Vincent's further descriptions illustrate the Manifest V3 document is still subject to change. 

"Chrome is not deprecating <all_urls> in Manifest V3, but we are changing how it works. Our primary motivation here is to give end-users more control over where extensions can inject themselves. The current extension installation flow allows developers to declare that they require access to a given set of hosts and the user must choose whether to grant all required permissions or cancel the installation. We are planning to modify the install flow so the user will be able to choose whether or not they want to grant the extension the ambient host permissions it requested. We're still iterating on the updated UI and will share additional details once this lands in Canary [the experimental build of Chrome where Google tests new features]."

Raymond Hill, the developer of uBlock Origin and uMatrix who raised concerns about the changes in Manifest V3, still has some objections to the revised proposal, in particular with Google's claim that it can't provide a definitive answer on the status of the webRequest API until it runs further performance tests. 

"The blocking ability of the webRequest API is still deprecated, and Google Chrome's limited matching algorithm will be the only one possible, and with limits dictated by Google employees," wrote Hill

"It's annoying that they keep saying "the webRequest API is not deprecated" as if developers have been worried about this -- and as if they want to drown the real issue in a fabricated one nobody made."

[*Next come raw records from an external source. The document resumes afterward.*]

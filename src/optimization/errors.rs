use argmin::core::{ArgminError, Error};
#[cfg(feature = "python-bindings")]
use pyo3::{PyErr, exceptions::PyValueError};

use crate::model::errors::ModelError;

/// Crate-wide result alias for optimizer operations.
pub type OptResult<T> = Result<T, OptError>;

#[derive(Debug, Clone, PartialEq)]
pub enum OptError {
    // ---- Gradient ----
    /// Implies that FD should be used
    GradientNotImplemented,

    /// Gradient dimensions do not match parameter dimensions.
    GradientDimMismatch {
        expected: usize,
        found: usize,
    },

    /// Gradient elements need to be finite
    InvalidGradient {
        index: usize,
        value: f64,
        reason: &'static str,
    },

    // ---- MAPOptions ----
    /// Gradient tolerance needs to be positive and finite.
    InvalidTolGrad {
        tol: f64,
        reason: &'static str,
    },
    /// Cost change tolerance needs to be positive and finite.
    InvalidTolCost {
        tol: f64,
        reason: &'static str,
    },
    /// Maximum iterations needs to be positive.
    InvalidMaxIter {
        max_iter: usize,
        reason: &'static str,
    },
    /// At least one tolerance must be provided.
    NoTolerancesProvided,

    /// Invalid line searcher name.
    InvalidLineSearch {
        name: String,
        reason: &'static str,
    },

    /// lbfgs_mem needs to be at least 1.
    InvalidLBFGSMem {
        mem: usize,
        reason: &'static str,
    },

    // ---- Cost function ----
    /// Objective returned a non-finite value.
    NonFiniteCost {
        value: f64,
    },

    // ---- Optimizer outcome ----
    /// Estimated parameters must be finite.
    InvalidThetaHat {
        index: usize,
        value: f64,
        reason: &'static str,
    },

    /// Theta hat is missing
    MissingThetaHat,

    // ---- Argmin ---
    /// Wrapper for argmin::InvalidParameter
    InvalidParameter {
        text: String,
    },
    /// Wrapper for argmin::NotImplemented
    NotImplemented {
        text: String,
    },
    /// Wrapper for argmin::NotInitialized
    NotInitialized {
        text: String,
    },
    /// Wrapper for argmin::ConditionViolated
    ConditionViolated {
        text: String,
    },
    /// Wrapper for argmin::CheckPointNotFound
    CheckPointNotFound {
        text: String,
    },
    /// Wrapper for argmin::PotentialBug
    PotentialBug {
        text: String,
    },
    /// Wrapper for argmin::ImpossibleError
    ImpossibleError {
        text: String,
    },
    /// Wrapper for other argmin::Error types
    BackendError {
        text: String,
    },

    // ---- Finite Diffs ----
    /// Hessian matrix dimensions do not match parameter dimensions.
    HessianDimMismatch {
        expected: usize,
        found: (usize, usize),
    },

    /// Hessian values need to be finite.
    InvalidHessian {
        row: usize,
        col: usize,
        value: f64,
    },

    // ---- Model Errors ----
    /// Theta length does not match the parameter layout.
    ThetaLengthMismatch {
        expected: usize,
        actual: usize,
    },

    /// Unconstrained optimization input must have finite values.
    InvalidThetaInput {
        index: usize,
        value: f64,
    },

    /// Data region count does not match the model's parameter layout.
    RegionCountMismatch {
        expected: usize,
        actual: usize,
    },

    /// ART coverage identity undefined for a region.
    AlphaArtUndefined {
        index: usize,
        a_art: f64,
        rho_prev: f64,
    },

    /// A prior density could not be constructed.
    PriorDensity {
        text: String,
    },

    /// Estimates were requested before a successful fit.
    ModelNotFitted,

    // ---- Fallback ----
    UnknownError,
}

impl std::error::Error for OptError {}

impl std::fmt::Display for OptError {
    fn fmt(&self, f: &mut std::fmt::Formatter<'_>) -> std::fmt::Result {
        match self {
            // ---- Gradient ----
            OptError::GradientNotImplemented => {
                write!(f, "Gradient optimization not implemented")
            }
            OptError::GradientDimMismatch { expected, found } => {
                write!(f, "Gradient dimension mismatch: expected {expected}, found {found}")
            }
            OptError::InvalidGradient { index, value, reason } => {
                write!(f, "Invalid gradient at index {index}: {value}: {reason}")
            }

            // ---- MAPOptions ----
            OptError::InvalidTolGrad { tol, reason } => {
                write!(f, "Invalid gradient tolerance {tol}: {reason}")
            }
            OptError::InvalidTolCost { tol, reason } => {
                write!(f, "Invalid cost function change tolerance {tol}: {reason}")
            }
            OptError::InvalidMaxIter { max_iter, reason } => {
                write!(f, "Invalid maximum iterations {max_iter}: {reason}")
            }
            OptError::NoTolerancesProvided => {
                write!(f, "No tolerances provided")
            }
            OptError::InvalidLineSearch { name, reason } => {
                write!(f, "Invalid line searcher '{name}': {reason}")
            }
            OptError::InvalidLBFGSMem { mem, reason } => {
                write!(f, "Invalid L-BFGS memory {mem}: {reason}")
            }

            // ---- Cost function ----
            OptError::NonFiniteCost { value } => {
                write!(f, "Non-finite cost value: {value}")
            }

            // ---- Optimizer outcome ----
            OptError::InvalidThetaHat { index, value, reason } => {
                write!(f, "Invalid estimated parameter at index {index}: {value}: {reason}")
            }
            OptError::MissingThetaHat => {
                write!(f, "Missing estimated parameters (theta hat)")
            }

            // ---- Argmin ----
            OptError::InvalidParameter { text } => {
                write!(f, "Invalid parameter: {text}")
            }
            OptError::NotImplemented { text } => {
                write!(f, "Not implemented: {text}")
            }
            OptError::NotInitialized { text } => {
                write!(f, "Not initialized: {text}")
            }
            OptError::ConditionViolated { text } => {
                write!(f, "Condition violated: {text}")
            }
            OptError::CheckPointNotFound { text } => {
                write!(f, "Checkpoint not found: {text}")
            }
            OptError::PotentialBug { text } => {
                write!(f, "Potential bug: {text}")
            }
            OptError::ImpossibleError { text } => {
                write!(f, "Impossible error: {text}")
            }
            OptError::BackendError { text } => {
                write!(f, "Backend error: {text}")
            }

            // ---- Finite Diffs ----
            OptError::HessianDimMismatch { expected, found } => {
                write!(
                    f,
                    "Hessian dimension mismatch: expected ({expected}, {expected}), found {found:?}"
                )
            }
            OptError::InvalidHessian { row, col, value } => {
                write!(f, "Invalid Hessian at ({row}, {col}): {value}, must be finite")
            }

            // ---- Model Errors ----
            OptError::ThetaLengthMismatch { expected, actual } => {
                write!(f, "Theta length mismatch: expected {expected}, actual {actual}")
            }
            OptError::InvalidThetaInput { index, value } => {
                write!(f, "Invalid theta input at index {index}: {value}, must be finite")
            }
            OptError::RegionCountMismatch { expected, actual } => {
                write!(f, "Region count mismatch: layout has {expected}, data has {actual}")
            }
            OptError::AlphaArtUndefined { index, a_art, rho_prev } => {
                write!(
                    f,
                    "ART coverage undefined for region {index}: a_art = {a_art}, \
                     rho_prev = {rho_prev}; both must be strictly positive"
                )
            }
            OptError::PriorDensity { text } => {
                write!(f, "Prior density construction failed: {text}")
            }
            OptError::ModelNotFitted => {
                write!(f, "Model has not been fitted yet")
            }

            // ---- Fallback ----
            OptError::UnknownError => {
                write!(f, "Unknown error")
            }
        }
    }
}

impl From<Error> for OptError {
    fn from(original_err: Error) -> Self {
        match original_err.downcast() {
            Ok(opt_err) => match opt_err {
                ArgminError::InvalidParameter { text } => OptError::InvalidParameter { text },
                ArgminError::NotImplemented { text } => OptError::NotImplemented { text },
                ArgminError::NotInitialized { text } => OptError::NotInitialized { text },
                ArgminError::ConditionViolated { text } => OptError::ConditionViolated { text },
                ArgminError::CheckpointNotFound { text } => OptError::CheckPointNotFound { text },
                ArgminError::PotentialBug { text } => OptError::PotentialBug { text },
                ArgminError::ImpossibleError { text } => OptError::ImpossibleError { text },
                _ => OptError::UnknownError,
            },
            Err(err) => OptError::BackendError { text: err.to_string() },
        }
    }
}

/// Convert an [`OptError`] into a Python `ValueError` with the error message.
///
/// This is used at the Rust↔Python boundary to surface optimizer and model
/// failures cleanly.
#[cfg(feature = "python-bindings")]
impl From<OptError> for PyErr {
    fn from(err: OptError) -> PyErr {
        PyValueError::new_err(err.to_string())
    }
}

impl From<ModelError> for OptError {
    fn from(err: ModelError) -> Self {
        match err {
            ModelError::ThetaLengthMismatch { expected, actual } => {
                OptError::ThetaLengthMismatch { expected, actual }
            }
            ModelError::InvalidThetaInput { index, value } => {
                OptError::InvalidThetaInput { index, value }
            }
            ModelError::RegionCountMismatch { expected, actual } => {
                OptError::RegionCountMismatch { expected, actual }
            }
            ModelError::AlphaArtUndefined { index, a_art, rho_prev } => {
                OptError::AlphaArtUndefined { index, a_art, rho_prev }
            }
            ModelError::PriorDensity { text } => OptError::PriorDensity { text },
            ModelError::NotFitted => OptError::ModelNotFitted,
        }
    }
}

In his view, sluggish web page loading is due to Chrome "bloat" rather than the performance of the API itself for "well crafted extensions".  

Hill also argues that to improve performance, Google should just follow Mozilla's approach in its Firefox browser.  

"If performance concerns due to the blocking nature of the webRequest API was their real motive, they would just adopt Firefox's approach and give the ability to return a Promise on just the three methods which can be used in a blocking manner."